═════ Records for processing ═════
// SPDX-License-Identifier: MIT OR Apache-2.0
//! Entity identity and per-entity data.

use crate::transform::Transform;
use serde::{Deserialize, Serialize};
use uuid::Uuid;

/// Unique identifier for entities in a scene
#[derive(Debug, Clone, Copy, PartialEq, Eq, Hash, PartialOrd, Ord, Serialize, Deserialize)]
pub struct EntityId(pub Uuid);

impl EntityId {
    /// Create a new random entity ID
    pub fn new() -> Self {
        Self(Uuid::new_v4())
    }
}

impl Default for EntityId {
    fn default() -> Self {
        Self::new()
    }
}

impl std::fmt::Display for EntityId {
    fn fmt(&self, f: &mut std::fmt::Formatter<'_>) -> std::fmt::Result {
        write!(f, "{}", self.0)
    }
}

/// Entity data stored in the scene
#[derive(Debug, Clone, Serialize, Deserialize)]
#[serde(default)]
pub struct EntityData {
    /// Entity name
    pub name: String,
    /// Whether the entity itself is enabled
    pub active: bool,
    /// World-space transform
    pub transform: Transform,
    /// Parent entity (if any)
    pub parent: Option<EntityId>,
    /// Child entities
    pub children: Vec<EntityId>,
}

impl Default for EntityData {
    fn default() -> Self {
        Self {
            name: "Entity".to_string(),
            active: true,
            transform: Transform::default(),
            parent: None,
            children: Vec::new(),
        }
    }
}

impl EntityData {
    /// Create a new entity with the given name
    pub fn new(name: impl Into<String>) -> Self {
        Self {
            name: name.into(),
            ..Default::default()
        }
    }

    /// Builder-style transform setter
    pub fn with_transform(mut self, transform: Transform) -> Self {
        self.transform = transform;
        self
    }
}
═════
### Goal of the exercise
The full set of records above is to be printed again verbatim.

### Task response
// SPDX-License-Identifier: MIT OR Apache-2.0
//! Entity identity and per-entity data.

use crate::transform::Transform;
use serde::{Deserialize, Serialize};
use uuid::Uuid;

/// Unique identifier for entities in a scene
#[derive(Debug, Clone, Copy, PartialEq, Eq, Hash, PartialOrd, Ord, Serialize, Deserialize)]
pub struct EntityId(pub Uuid);

impl EntityId {
    /// Create a new random entity ID
    pub fn new() -> Self {
        Self(Uuid::new_v4())
    }
}

impl Default for EntityId {
    fn default() -> Self {
        Self::new()
    }
}

impl std::fmt::Display for EntityId {
    fn fmt(&self, f: &mut std::fmt::Formatter<'_>) -> std::fmt::Result {
        write!(f, "{}", self.0)
    }
}

/// Entity data stored in the scene
#[derive(Debug, Clone, Serialize, Deserialize)]
#[serde(default)]
pub struct EntityData {
    /// Entity name
    pub name: String,
    /// Whether the entity itself is enabled
    pub active: bool,
    /// World-space transform
    pub transform: Transform,
    /// Parent entity (if any)
    pub parent: Option<EntityId>,
    /// Child entities
    pub children: Vec<EntityId>,
}

impl Default for EntityData {
    fn default() -> Self {
        Self {
            name: "Entity".to_string(),
            active: true,
            transform: Transform::default(),
            parent: None,
            children: Vec::new(),
        }
    }
}

impl EntityData {
    /// Create a new entity with the given name
    pub fn new(name: impl Into<String>) -> Self {
        Self {
            name: name.into(),
            ..Default::default()
        }
    }

    /// Builder-style transform setter
    pub fn with_transform(mut self, transform: Transform) -> Self {
        self.transform = transform;
        self
    }
}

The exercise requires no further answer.